Richard und Wayland machten sich beim ersten Hahnenschrei auf den Weg nach Norwich. Vallon und Raul folgten ihnen um die Mittagszeit. Sie ritten unter einem weiten blauen Himmel über die Ebene. Vallon hatte sein Haar kurz gestutzt, wie es die Normannen trugen, und war in unauffälliges Grau gehüllt. Schon Meilen vor Norwich sahen sie die Burg, die als höchster Punkt die Silhouette der Stadt dominierte.

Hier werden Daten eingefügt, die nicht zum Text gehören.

//! Live-browser backend driven over the Chrome DevTools protocol.

pub mod chrome;
pub mod scripts;

pub use chrome::{ChromeBackend, ChromeNode};
pub use scripts::NodeRef;

use crate::errors::{BackendFailure, FailureKind};
use thiserror::Error;

#[derive(Error, Debug)]
pub enum ChromeError {
    #[error("Browser launch failed: {0}")]
    LaunchFailed(String),

    #[error("Chrome error: {0}")]
    Protocol(String),

    #[error("Browser session is closed")]
    Closed,

    #[error("No such window: {0}")]
    NoSuchWindow(String),

    #[error("Element is stale: {0}")]
    Stale(String),

    #[error("Invalid selector: {0}")]
    InvalidSelector(String),

    #[error("Frame error: {0}")]
    Frame(String),

    #[error("Form error: {0}")]
    Form(String),

    #[error("JavaScript execution failed: {0}")]
    JavaScript(String),

    #[error("Malformed script result: {0}")]
    MalformedResponse(String),

    #[error("Serialization error: {0}")]
    Serialization(#[from] serde_json::Error),
}

impl BackendFailure for ChromeError {
    fn kind(&self) -> FailureKind {
        match self {
            ChromeError::Stale(_) => FailureKind::Stale,
            ChromeError::InvalidSelector(_)
            | ChromeError::Frame(_)
            | ChromeError::Form(_)
            | ChromeError::NoSuchWindow(_) => FailureKind::InvalidTarget,
            _ => FailureKind::Other,
        }
    }
}

/// Maps a headless_chrome failure into [`ChromeError::Protocol`].
pub(crate) fn protocol<E: std::fmt::Display>(err: E) -> ChromeError {
    ChromeError::Protocol(err.to_string())
}
use chrono::{DateTime, Utc};
use serde::{Deserialize, Serialize};
use std::fmt;

#[derive(Debug, Clone, PartialEq, Serialize, Deserialize)]
pub struct Cookie {
    pub name: String,
    pub value: String,
    pub domain: String,
    pub path: String,
    pub expires: Option<DateTime<Utc>>,
    pub secure: bool,
    pub http_only: bool,
}

impl Cookie {
    pub fn new(name: impl Into<String>, value: impl Into<String>, domain: impl Into<String>) -> Self {
        Self {
            name: name.into(),
            value: value.into(),
            domain: domain.into(),
            path: "/".to_string(),
            expires: None,
            secure: false,
            http_only: false,
        }
    }

    /// Whether this cookie would be sent with a request to `host` + `path`.
    pub fn matches(&self, host: &str, path: &str, https: bool) -> bool {
        if self.secure && !https {
            return false;
        }
        let domain = self.domain.trim_start_matches('.');
        let host_ok = host.eq_ignore_ascii_case(domain)
            || (host.len() > domain.len()
                && host.to_ascii_lowercase().ends_with(&domain.to_ascii_lowercase())
                && host.as_bytes()[host.len() - domain.len() - 1] == b'.');
        host_ok && path_matches(&self.path, path)
    }
}

/// RFC 6265 path-match: the cookie path is the request path or a prefix of it
/// that ends on a segment boundary.
fn path_matches(cookie_path: &str, request_path: &str) -> bool {
    let cookie_path = if cookie_path.is_empty() { "/" } else { cookie_path };
    request_path == cookie_path
        || (request_path.starts_with(cookie_path)
            && (cookie_path.ends_with('/') || request_path[cookie_path.len()..].starts_with('/')))
}

/// Backend-issued identifier for a top-level window or tab.
#[derive(Debug, Clone, PartialEq, Eq, Hash, Serialize, Deserialize)]
pub struct WindowHandle(pub String);

impl WindowHandle {
    pub fn new(id: impl Into<String>) -> Self {
        Self(id.into())
    }

    pub fn as_str(&self) -> &str {
        &self.0
    }
}

impl fmt::Display for WindowHandle {
    fn fmt(&self, f: &mut fmt::Formatter<'_>) -> fmt::Result {
        f.write_str(&self.0)
    }
}

/// Keyboard modifiers held during a click.
#[derive(Debug, Clone, Copy, PartialEq, Eq, Serialize, Deserialize)]
#[serde(rename_all = "lowercase")]
pub enum Modifier {
    Shift,
    Control,
    Alt,
    Meta,
}

#[derive(Debug, Clone, Copy, PartialEq, Eq, Default, Serialize, Deserialize)]
#[serde(rename_all = "lowercase")]
pub enum Strategy {
    /// XPath when the selector starts with `/`, CSS otherwise.
    #[default]
    Auto,
    Css,
    Xpath,
}

impl Strategy {
    pub fn resolve(self, selector: &str) -> Strategy {
        match self {
            Strategy::Auto if selector.trim_start().starts_with('/') => Strategy::Xpath,
            Strategy::Auto => Strategy::Css,
            other => other,
        }
    }
}

#[derive(Debug, Clone, Copy, PartialEq, Eq, Default, Serialize, Deserialize)]
pub struct SearchOptions {
    /// Upper bound on the number of results; `None` is unbounded.
    pub limit: Option<usize>,
    pub strategy: Strategy,
}

impl SearchOptions {
    pub fn new() -> Self {
        Self::default()
    }

    pub fn limit(mut self, limit: usize) -> Self {
        self.limit = Some(limit);
        self
    }

    pub fn css(mut self) -> Self {
        self.strategy = Strategy::Css;
        self
    }

    pub fn xpath(mut self) -> Self {
        self.strategy = Strategy::Xpath;
        self
    }
}

/// What a backend knows about the identity of its browsing session, used to
/// build an [`HttpClient`](crate::core::HttpClient) that shares it.
#[derive(Debug, Clone, Default, PartialEq, Serialize, Deserialize)]
pub struct SessionIdentity {
    pub user_agent: Option<String>,
    pub proxy: Option<String>,
    pub cookies: Vec<Cookie>,
}

#[cfg(test)]
mod tests {
    use super::*;

    #[test]
    fn auto_strategy_treats_leading_slash_as_xpath() {
        assert_eq!(Strategy::Auto.resolve("//div[@id='a']"), Strategy::Xpath);
        assert_eq!(Strategy::Auto.resolve("/html/body"), Strategy::Xpath);
        assert_eq!(Strategy::Auto.resolve("div > a"), Strategy::Css);
        assert_eq!(Strategy::Css.resolve("//div"), Strategy::Css);
    }

    #[test]
    fn cookie_domain_matching() {
        let cookie = Cookie::new("sid", "1", ".example.com");
        assert!(cookie.matches("example.com", "/", false));
        assert!(cookie.matches("www.example.com", "/a", false));
        assert!(!cookie.matches("badexample.com", "/", false));

        let mut secure = Cookie::new("sid", "1", "example.com");
        secure.secure = true;
        secure.path = "/app".to_string();
        assert!(!secure.matches("example.com", "/app", false));
        assert!(secure.matches("example.com", "/app/x", true));
        assert!(!secure.matches("example.com", "/other", true));
        assert!(!secure.matches("example.com", "/apple", true));
    }

    #[test]
    fn cookie_path_prefixes_end_on_a_segment() {
        let mut cookie = Cookie::new("pref", "1", "example.com");
        cookie.path = "/docs/".to_string();
        assert!(cookie.matches("example.com", "/docs/intro", false));
        assert!(!cookie.matches("example.com", "/docs", false));

        cookie.path = String::new();
        assert!(cookie.matches("example.com", "/anything", false));
    }
}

Sie hielten an einer Viehtränke ein gutes Stück vor dem Westtor der Stadt und mischten sich unter die anderen Reisenden, die ihre Tiere zum Wasser führten. Eine Holzpalisade umgab die Stadt, und Wachtürme ragten über den Toren auf. Die Sperrstunde rückte näher, und auf der Straße herrschte lebhaftes Treiben.

«Keine Spur von Wayland», sagte Vallon. «Hoffen wir, dass ihn die Normannen nicht festgenommen haben.»

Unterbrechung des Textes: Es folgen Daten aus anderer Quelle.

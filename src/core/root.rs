use crate::core::backend::Backend;
use crate::core::config::Config;
use crate::core::context::SearchContext;
use crate::core::cookies::CookieJar;
use crate::core::http::{Download, HttpClient};
use crate::core::navigation::{resolve_target_url, FrameTarget, Target, WindowSelector};
use crate::errors::{Normalize, PincerError, Result};
use crate::types::{SearchOptions, WindowHandle};
use std::ops::Deref;
use std::sync::atomic::{AtomicBool, Ordering};
use std::sync::{Arc, OnceLock};
use tracing::{debug, info};

/// The document-scoped context. Owns the backend and adds everything that
/// only makes sense for the whole session: navigation, windows, frames,
/// cookies and raw HTTP access.
///
/// Dereferences to the [`SearchContext`] bound to the document root.
pub struct RootContext<B: Backend> {
    document: SearchContext<B>,
    cookies: OnceLock<CookieJar<B>>,
    closed: AtomicBool,
}

impl<B: Backend> Deref for RootContext<B> {
    type Target = SearchContext<B>;

    fn deref(&self) -> &Self::Target {
        &self.document
    }
}

impl<B: Backend> RootContext<B> {
    pub async fn new(backend: B, config: Config) -> Result<Self> {
        let backend = Arc::new(backend);
        let elements = backend.document_root().await.normalized()?;
        Ok(Self {
            document: SearchContext::root(backend, Arc::new(config), elements),
            cookies: OnceLock::new(),
            closed: AtomicBool::new(false),
        })
    }

    /// The search context bound to the document root.
    pub fn document(&self) -> &SearchContext<B> {
        &self.document
    }

    pub fn default_timeout(&self) -> std::time::Duration {
        self.config().wait_timeout()
    }

    pub fn default_interval(&self) -> std::time::Duration {
        self.config().wait_interval()
    }

    pub fn advanced_mode(&self) -> bool {
        self.config().advanced_mode
    }

    pub async fn url(&self) -> Result<Option<String>> {
        self.backend().document_url().await.normalized()
    }

    /// Resolves `partial` against the current document URL.
    pub async fn resolve_url(&self, partial: &str) -> Result<String> {
        let current = self.url().await?;
        resolve_target_url(partial, current.as_deref())
    }

    pub async fn title(&self) -> Result<String> {
        self.backend().document_title().await.normalized()
    }

    pub async fn goto(&self, target: impl Into<Target>) -> Result<&Self> {
        match target.into() {
            Target::Url(url) => self.goto_url(&url).await?,
            Target::Frame(frame) => self.goto_frame_target(frame).await?,
            Target::Window(which) => {
                self.window(which).await?;
            }
        }
        self.document.sync_root().await?;
        Ok(self)
    }

    async fn goto_url(&self, raw: &str) -> Result<()> {
        let current = self.url().await?;
        let url = resolve_target_url(raw, current.as_deref())?;
        info!(%url, "navigating");
        self.backend().navigate_to(&url).await.normalized()
    }

    async fn goto_frame_target(&self, frame: FrameTarget) -> Result<()> {
        if !self.backend().capabilities().frames {
            return Err(PincerError::unsupported("frames"));
        }
        match frame {
            FrameTarget::Top => {
                debug!("switching to top frame");
                self.backend().switch_to_top_frame().await.normalized()
            }
            FrameTarget::Parent => {
                debug!("switching to parent frame");
                self.backend().switch_to_parent_frame().await.normalized()
            }
            FrameTarget::Selector(selector) => {
                let frame = self
                    .search_with(&selector, SearchOptions::new().limit(1))
                    .await?;
                frame.goto_frame().await?;
                Ok(())
            }
        }
    }

    pub async fn back(&self, steps: usize) -> Result<&Self> {
        debug!(steps, "navigating back");
        self.backend().navigate_back(steps).await.normalized()?;
        self.document.sync_root().await?;
        Ok(self)
    }

    pub async fn forward(&self, steps: usize) -> Result<&Self> {
        debug!(steps, "navigating forward");
        self.backend().navigate_forward(steps).await.normalized()?;
        self.document.sync_root().await?;
        Ok(self)
    }

    pub async fn refresh(&self) -> Result<&Self> {
        debug!("refreshing document");
        self.backend().refresh().await.normalized()?;
        self.document.sync_root().await?;
        Ok(self)
    }

    /// Releases the backend session. Calling it again is a no-op.
    pub async fn close(&self) -> Result<()> {
        if self.closed.swap(true, Ordering::SeqCst) {
            debug!("session already closed");
            return Ok(());
        }
        info!("closing session");
        let closed = self.backend().close().await.normalized();
        self.document.clear_root();
        closed
    }

    pub fn is_closed(&self) -> bool {
        self.closed.load(Ordering::SeqCst)
    }

    pub async fn windows(&self) -> Result<Vec<WindowHandle>> {
        self.backend().list_window_handles().await.normalized()
    }

    /// Switches to the selected window and returns its handle. Neighbours are
    /// computed from a single snapshot of the backend's window list; there is
    /// no wrap-around.
    pub async fn window(&self, which: WindowSelector) -> Result<WindowHandle> {
        let (handles, current) = self.backend().window_snapshot().await.normalized()?;
        let position = handles.iter().position(|handle| *handle == current);

        let neighbour = |offset: isize| -> Result<WindowHandle> {
            let position = position.ok_or_else(|| {
                PincerError::InvalidTarget(format!("current window {current} is not listed"))
            })?;
            position
                .checked_add_signed(offset)
                .and_then(|index| handles.get(index))
                .cloned()
                .ok_or_else(|| PincerError::InvalidTarget(format!("no window at {which:?} of {current}")))
        };

        let target = match which {
            WindowSelector::Current => current.clone(),
            WindowSelector::Next => neighbour(1)?,
            WindowSelector::Previous => neighbour(-1)?,
            WindowSelector::First => handles
                .first()
                .cloned()
                .ok_or_else(|| PincerError::InvalidTarget("no windows are open".to_string()))?,
            WindowSelector::Last => handles
                .last()
                .cloned()
                .ok_or_else(|| PincerError::InvalidTarget("no windows are open".to_string()))?,
            WindowSelector::Index(index) => handles.get(index).cloned().ok_or_else(|| {
                PincerError::InvalidTarget(format!(
                    "window index {index} out of range ({} open)",
                    handles.len()
                ))
            })?,
        };

        if target != current {
            debug!(from = %current, to = %target, "switching window");
            self.backend().switch_to_window(&target).await.normalized()?;
            self.document.sync_root().await?;
        }
        Ok(target)
    }

    /// The session's cookie jar, built on first use.
    pub fn cookies(&self) -> &CookieJar<B> {
        self.cookies
            .get_or_init(|| CookieJar::new(self.document.backend_arc().clone()))
    }

    /// An HTTP client sharing the session's user agent, proxy and cookies.
    pub async fn http_client(&self) -> Result<HttpClient> {
        if !self.backend().capabilities().http_client {
            return Err(PincerError::unsupported("http client derivation"));
        }
        let identity = self.backend().session_identity().await.normalized()?;
        HttpClient::from_identity(identity)
    }

    /// Fetches `url` (resolved against the current document) through the
    /// session's HTTP client.
    pub async fn download(&self, url: &str) -> Result<Download> {
        let url = self.resolve_url(url).await?;
        let client = self.http_client().await?;
        info!(%url, "downloading");
        Ok(client.get(&url).await?.into())
    }
}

Raul spuckte aus. «Da könnten sie schon leichter den Wind einfangen.»

Vallon führte sein Maultier zurück zur Straße. Sie reihten sich in den Strom der Reisenden ein. Der wachhabende Unteroffizier, ein hartgesottener Veteran, sah ihnen entgegen.

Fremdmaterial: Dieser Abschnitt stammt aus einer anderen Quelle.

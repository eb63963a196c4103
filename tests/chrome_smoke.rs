//! Runs against a real Chrome. Skipped unless `PINCER_CHROME_TEST` is set.

use browser_pincer::{BrowserConfig, ChromeBackend, Condition, Config, PincerError, RootContext};

const PAGE: &str = "data:text/html,<title>Smoke</title>\
<ul><li class='item'>one</li><li class='item'>two</li></ul>\
<input id='name'><div id='late'></div>\
<script>setTimeout(()=>{document.getElementById('late').textContent='ready'},300)</script>";

fn enabled() -> bool {
    std::env::var_os("PINCER_CHROME_TEST").is_some()
}

#[tokio::test]
async fn drives_a_live_page() {
    if !enabled() {
        return;
    }
    let backend = ChromeBackend::launch(BrowserConfig::default()).await.unwrap();
    let root = RootContext::new(backend, Config::default()).await.unwrap();

    root.goto(PAGE).await.unwrap();
    assert_eq!(root.title().await.unwrap(), "Smoke");

    let items = root.search(".item").await.unwrap();
    assert_eq!(items.texts().await.unwrap(), vec!["one", "two"]);
    assert_eq!(root.search("//li").await.unwrap().len(), 2);

    let input = root.search("#name").await.unwrap();
    input.set_text("Ada").await.unwrap();
    assert_eq!(input.attribute("value").await.unwrap().as_deref(), Some("Ada"));

    root.search("#late")
        .await
        .unwrap()
        .wait(Condition::text("ready"))
        .await
        .unwrap();

    root.goto(PAGE).await.unwrap();
    assert!(matches!(items.text().await, Err(PincerError::StaleElement(_))));

    root.close().await.unwrap();
}
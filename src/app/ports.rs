use async_trait::async_trait;
use serde_json::{Map, Value};

use crate::domain::{DeleteOutcome, FacetBucket, SearchHit};
use crate::error::Result;

/// Operations the admin tool needs from the external document store.
///
/// Collection names arrive already lowercased. Every call is a single request;
/// implementations do not retry.
#[async_trait]
pub trait DocumentStorePort: Send + Sync {
    async fn collection_exists(&self, collection: &str) -> Result<bool>;

    async fn create_collection(&self, collection: &str) -> Result<()>;

    /// Store `body` under `id`, replacing any existing document with that id.
    async fn index_document(&self, collection: &str, id: &str, body: &Map<String, Value>) -> Result<()>;

    /// Full-text `match` of `value` against `field`.
    async fn search_match(&self, collection: &str, field: &str, value: &str) -> Result<Vec<SearchHit>>;

    async fn count(&self, collection: &str) -> Result<u64>;

    async fn delete_document(&self, collection: &str, id: &str) -> Result<DeleteOutcome>;

    /// Size-0 terms aggregation on the exact-match `field`.
    async fn terms_facet(&self, collection: &str, field: &str, size: u32) -> Result<Vec<FacetBucket>>;
}
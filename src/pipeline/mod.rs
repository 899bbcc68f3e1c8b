// Data preparation: CSV loading and record normalization

pub mod csv_source;
pub mod normalize;

pub use csv_source::CsvSource;
pub use normalize::{CleaningRules, RecordNormalizer};
/// Column and file defaults for the employee sample export.
/// These define the cleaning rules applied when no configuration overrides them.

// Source file
pub const DEFAULT_SOURCE_FILE: &str = "employee_sample_data.csv";
pub const DEFAULT_CONFIG_FILE: &str = "config.toml";

// Columns with special handling
pub const EMPLOYEE_ID_COLUMN: &str = "Employee_ID";
pub const ANNUAL_SALARY_COLUMN: &str = "Annual Salary";
pub const BONUS_PERCENT_COLUMN: &str = "Bonus %";
pub const AGE_COLUMN: &str = "Age";
pub const DEPARTMENT_COLUMN: &str = "Department";
pub const GENDER_COLUMN: &str = "Gender";

/// Categorical columns whose missing cells become the sentinel string
pub const SENTINEL_FILLED_COLUMNS: &[&str] = &["Business Unit", "Gender", "Exit Date", "Job Title"];

/// Placeholder for any value still missing after the configured fills
pub const UNKNOWN_SENTINEL: &str = "Unknown";

/// Suffix selecting the unanalyzed (exact-match) sub-field of a text field
pub const KEYWORD_SUFFIX: &str = ".keyword";
pub const DEFAULT_FACET_SIZE: u32 = 10;

/// Cell texts treated as missing when reading the CSV, matching the usual
/// dataframe loader defaults.
pub const DEFAULT_NA_VALUES: &[&str] = &[
    "", "#N/A", "#N/A N/A", "#NA", "-1.#IND", "-1.#QNAN", "-NaN", "-nan", "1.#IND", "1.#QNAN",
    "<NA>", "N/A", "NA", "NULL", "NaN", "None", "n/a", "nan", "null",
];

// Demo driver defaults
pub const DEMO_NAME_COLLECTION: &str = "hash_john_doe";
pub const DEMO_PHONE_COLLECTION: &str = "hash_1234";
pub const DEMO_DELETE_EMPLOYEE_ID: &str = "E02003";
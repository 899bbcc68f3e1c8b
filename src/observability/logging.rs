use std::fs;
use std::path::Path;
use tracing_appender::non_blocking::WorkerGuard;
use tracing_subscriber::{fmt, prelude::*, EnvFilter};

/// Initializes the logging system with both console and file output.
///
/// The returned guard flushes the file writer when dropped; keep it alive for
/// the life of the process.
pub fn init_logging(log_dir: &Path) -> WorkerGuard {
    // Ensure logs directory exists
    let _ = fs::create_dir_all(log_dir);

    // Create a non-blocking file appender for daily log rotation
    let file_appender = tracing_appender::rolling::daily(log_dir, "indexer.log");
    let (non_blocking_writer, guard) = tracing_appender::non_blocking(file_appender);

    // Create a JSON layer for file logging
    let file_layer = fmt::layer().json().with_writer(non_blocking_writer);

    // Console output stays terse; results are printed by the CLI itself
    let console_layer = fmt::layer().with_target(false).with_writer(std::io::stderr);

    // Respect RUST_LOG if set; otherwise info for our crate
    let env_filter = EnvFilter::try_from_default_env()
        .unwrap_or_else(|_| EnvFilter::new("employee_indexer=info,warn"));

    tracing_subscriber::registry()
        .with(env_filter)
        .with(file_layer)
        .with(console_layer)
        .init();

    guard
}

«Der macht Ärger», sagte Raul.

Der Unteroffizier hob einen Finger. «Ihr zwei da. An den Rand der Straße. Absteigen.»

Vallon blieb auf dem Maultier sitzen. Der Unteroffizier kam mit energischen Schritten auf ihn zu. «Hast du nicht gehört?»

«Sogar sehr gut», sagte Vallon kühl. «Und ich hätte nicht übel Lust, dir für deine Anmaßung eins überzuziehen. Ich bin Ralph von Dijon, Pioniereinheit, und im Auftrag des Königs unterwegs. Worum es geht, hat dich nicht zu interessieren.»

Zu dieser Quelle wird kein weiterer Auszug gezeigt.